APPLICANT’S SUBMISSIONS
The firm of Wanjiru Waweru & Co. Advocates appearing for the applicant submitted that after the ruling was delivered by this Honourable Court on 21st April 2017, the applicant instructed his hitherto counsel M/S Makworo to lodge an appeal but instead of filing an appeal, the said firm of Advocates filed an application to cease acting. He further submitted that an advocate’s mistake should not be visited upon his client. The counsel also submitted that the applicant has a Constitutional right to be heard and also to be granted leave to file appeal out of time. In conclusion, the applicant submitted that unless the orders sought are granted, she will suffer substantial loss and that the Respondent will not suffer any prejudice.
RESPONDENT’S SUBMISSIONS
The respondent through the firm of P.M. Muchira & Co. Advocates submitted that the application before Court is incompetent and improperly before Court as the same is expressed to have been brought under the provisions of Section 27 of the Limitation of Action Act Cap 22 Laws of Kenya and Order 37 Rule 6 of the CPR. Under that ground, the learned counsel argued that Section 27 of the Limitation of Actions Act deals with extension of limitation period in case of ignorance of material facts in actions for negligence which is irrelevant in the instances of this case where one is seeking stay of execution of Court orders and extension of time to appeal. Counsel further submitted that Order 37 Rule 6 CPR deals with Originating Summons while the application before Court is a Notice of Motion. The counsel for the respondent further observed that the Notice of Motion dated 13th November 2018 was initiated as a separate action Miscellaneous Civil Application No. 14 of 2018 while the orders sought to be stayed were made in ELC No. 3 of 2016. No explanation has been offered by the applicant why he opted to seek for stay of orders and/or extension for leave to appeal against orders made in ELC No. 3 of 2016 in a different file christened Miscellaneous Application No.14 of 2018. It is submitted that this amounts to an abuse of the process of the Court.
The second limb of the respondent’s submission is based on paragraph 4 of the applicant’s affidavit in support of this application which reads as follows:
“That the applicant has an arguable case with much anticipated success as the respondent lied before the Court about another non- existence case that has never been filed in any Court of law”.
On that disposition, counsel for the respondent submitted that there is a valid decree of a Court of competent jurisdiction in Nyeri being HCCC No. 19 of 1985 (O.S) in respect of land parcel No. INOI/THAITA/193 initiated by way of adverse possession. The said decree has been annexed to the respondent’s replying affidavit and marked PKN 2. It is submitted that it was for that reason that this Court struck out the applicant’s case in ELC No. 3 of 2016 on 21st April 2017 on the ground that it was Res-judicata. A copy of that order is annexed to the respondent’s replying affidavit sworn on 18th December 2018 and marked PKN 1.
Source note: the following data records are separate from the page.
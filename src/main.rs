//! Mileage CLI
//!
//! Command-line client for the mileage log service:
//! - List trips and monthly totals
//! - Add, edit and delete trips
//! - Download the monthly report

use anyhow::Context;
use clap::{Parser, Subcommand};
use std::path::PathBuf;
use std::process::ExitCode;
use tracing_subscriber::{layer::SubscriberExt, util::SubscriberInitExt};

use mileage::config::{self, Config, LoggingConfig};
use mileage::output::{self, OutputFormat};
use mileage::{EditForm, EntryForm, HttpLogApi, LogClient, Outcome, Terminal};

#[derive(Parser)]
#[command(name = "mileage")]
#[command(version = env!("CARGO_PKG_VERSION"))]
#[command(about = "Vehicle mileage log client")]
#[command(long_about = "Mileage keeps a log of vehicle trips on a mileage log service.\nEntries are addressed by their position in the listing (the # column).")]
pub struct Cli {
    #[command(subcommand)]
    pub command: Commands,

    /// Service URL (overrides the config file)
    #[arg(long, global = true)]
    pub api_url: Option<String>,

    /// Output format
    #[arg(short, long, value_enum, default_value = "table", global = true)]
    pub format: OutputFormat,

    /// Config file (default: ~/.config/mileage/config.toml or ./mileage.toml)
    #[arg(short, long, global = true)]
    pub config: Option<PathBuf>,
}

#[derive(Subcommand)]
pub enum Commands {
    /// List trips and monthly totals
    List,

    /// Log a trip
    Add {
        /// Trip date, YYYY-MM-DD (default: today)
        #[arg(short, long)]
        date: Option<String>,
        /// Odometer reading at the start
        #[arg(short, long, default_value = "", allow_hyphen_values = true)]
        start_km: String,
        /// Odometer reading at the end
        #[arg(short, long, default_value = "", allow_hyphen_values = true)]
        end_km: String,
        /// What the trip was for
        #[arg(short, long, default_value = "")]
        purpose: String,
    },

    /// Edit the trip at a position; prompts unless a field flag is given
    Edit {
        /// Position shown in the # column
        index: usize,
        /// New starting reading (blank or non-numeric keeps the current one)
        #[arg(short, long, allow_hyphen_values = true)]
        start_km: Option<String>,
        /// New end reading (blank or non-numeric keeps the current one)
        #[arg(short, long, allow_hyphen_values = true)]
        end_km: Option<String>,
        /// New purpose (blank keeps the current one)
        #[arg(short, long)]
        purpose: Option<String>,
    },

    /// Delete the trip at a position (asks for confirmation)
    Delete {
        /// Position shown in the # column
        index: usize,
    },

    /// Download the monthly running-kilometre report (PDF)
    Report {
        /// Directory to save into (default: configured download dir)
        #[arg(short, long)]
        output_dir: Option<PathBuf>,
    },

    /// Generate default config file
    Config {
        /// Output path (default: stdout)
        #[arg(short, long)]
        output: Option<PathBuf>,
    },
}

#[tokio::main]
async fn main() -> anyhow::Result<ExitCode> {
    let cli = Cli::parse();

    let config_path = cli.config.clone().or_else(Config::discover);
    let mut config = match &config_path {
        Some(path) => Config::load_with_env(path)?,
        None => Config::from_env(),
    };
    if let Some(url) = &cli.api_url {
        config.api.base_url = url.clone();
    }

    init_tracing(&config.logging);
    tracing::debug!(config = ?config_path, api = %config.api.base_url, "Configuration loaded");

    let api = HttpLogApi::new(&config.api).context("failed to build HTTP client")?;
    let mut client = LogClient::new(api);
    let mut terminal = Terminal::stdio();

    let outcome = match cli.command {
        Commands::List => {
            client.load_logs().await?;
            Outcome::Applied
        }

        Commands::Add {
            date,
            start_km,
            end_km,
            purpose,
        } => {
            let date = date.unwrap_or_else(|| chrono::Local::now().format("%Y-%m-%d").to_string());
            *client.form_mut() = EntryForm::new(date, start_km, end_km, purpose);
            client.add_entry(&mut terminal).await?
        }

        Commands::Edit {
            index,
            start_km,
            end_km,
            purpose,
        } => {
            if start_km.is_some() || end_km.is_some() || purpose.is_some() {
                terminal = terminal.with_edit_answers(EditForm::new(
                    start_km.unwrap_or_default(),
                    end_km.unwrap_or_default(),
                    purpose.unwrap_or_default(),
                ));
            }
            client.edit_entry(index, &mut terminal).await?
        }

        Commands::Delete { index } => client.delete_entry(index, &mut terminal).await?,

        Commands::Report { output_dir } => {
            let dir = output_dir.unwrap_or_else(|| config.report.download_dir());
            let path = client.download_monthly_report(&dir).await?;
            println!("Saved {}", path.display());
            return Ok(ExitCode::SUCCESS);
        }

        Commands::Config { output } => {
            write_default_config(output.as_ref())?;
            return Ok(ExitCode::SUCCESS);
        }
    };

    match outcome {
        Outcome::Applied => {
            print!("{}", output::render(client.view(), cli.format)?);
            Ok(ExitCode::SUCCESS)
        }
        Outcome::Cancelled => Ok(ExitCode::SUCCESS),
        Outcome::Rejected(_) => Ok(ExitCode::FAILURE),
    }
}

/// Initialize tracing on stderr, honouring `RUST_LOG` over the config
fn init_tracing(config: &LoggingConfig) {
    let filter = tracing_subscriber::EnvFilter::try_from_default_env()
        .unwrap_or_else(|_| format!("mileage={}", config.level).into());

    let registry = tracing_subscriber::registry().with(filter);
    if config.format == "json" {
        registry
            .with(tracing_subscriber::fmt::layer().json().with_writer(std::io::stderr))
            .init();
    } else {
        registry
            .with(tracing_subscriber::fmt::layer().with_writer(std::io::stderr))
            .init();
    }
}

fn write_default_config(output: Option<&PathBuf>) -> anyhow::Result<()> {
    let content = config::generate_default_config();

    match output {
        Some(path) => {
            // Create parent directory if needed
            if let Some(parent) = path.parent() {
                std::fs::create_dir_all(parent)?;
            }
            std::fs::write(path, &content)
                .with_context(|| format!("failed to write config to {:?}", path))?;
            println!("Config written to {:?}", path);
        }
        None => print!("{}", content),
    }

    Ok(())
}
The third ground raised by the respondent is that there is inordinate and un-explained delay of more than 19 months between 21 April 2017 and filing of this application on 13th November 2018. Counsel for the respondent submitted that no explanation for the delay has been offered save for the blame laid at the door of his advocate in the supporting affidavit at paragraph 3.
In conclusion, the counsel for the respondent argued that the applicant has no arguable appeal as no draft Memorandum of Appeal has been attached to his application.
ANALYSIS AND DECISION
I have considered the application and the affidavit evidence both in support and in opposition thereto. I have equally considered the submissions by the counsels appearing for both parties. This application is expressed to be brought under Section 27 of the Limitation of Actions Act as well as Order 37 Rule 6 CPR. The applicant is seeking an order for stay of execution of a decree in ELC No. 3 of 2016 as well as leave to extend time to file appeal out of time. The order which the applicant is seeking to stay was issued in ELC No. 3 of 2016. That decree and/or order has not been annexed by the applicant but the respondent has annexed the same to the replying affidavit. There is no explanation given by the applicant why this application has been commenced by a separate suit and not ELC No. 3 of 2016 where the decree sought to be stayed was issued. I also note that the decree/order sought to be stayed was issued on 21st April 2017. If indeed the applicant instructed his hitherto firm of Advocates to file appeal against the decree/order in ELC No. 3 of 2016, she did not follow up to ensure that her lawyer obliged. If she had done so, she could have known that her lawyer had not lodged the appeal. I also find it inconceivable that her hitherto lawyer could have been allowed to cease acting without the Court being satisfied that he was duly served. I agree with counsel for the respondent that the applicant has not properly invoked this Court for the orders being sought. The applicant is seeking stay of execution of a decree/order pending an intended appeal. He is also seeking leave for extension of time to appeal. The provisions of Section 27 of the Limitation of Actions Act and Order 37 Rule 6 CPRdo not allow him the orders sought. To my mind, the application is an abuse of the process of this Honourable Court. It is also my finding that no proper explanation has been offered for the inordinate delay to bring this application. I also note that the applicant has opted to institute a separate cause of action christened as Miscellaneous Application No. 14 of 2018 and not ELC No. 3 of 2016 in which the decree/order sought to be stayed was issued. No explanation has been offered why the applicant had to commence the stay orders in a separate cause of action. The applicant did not even attach a copy of the decree/order sought to be stayed.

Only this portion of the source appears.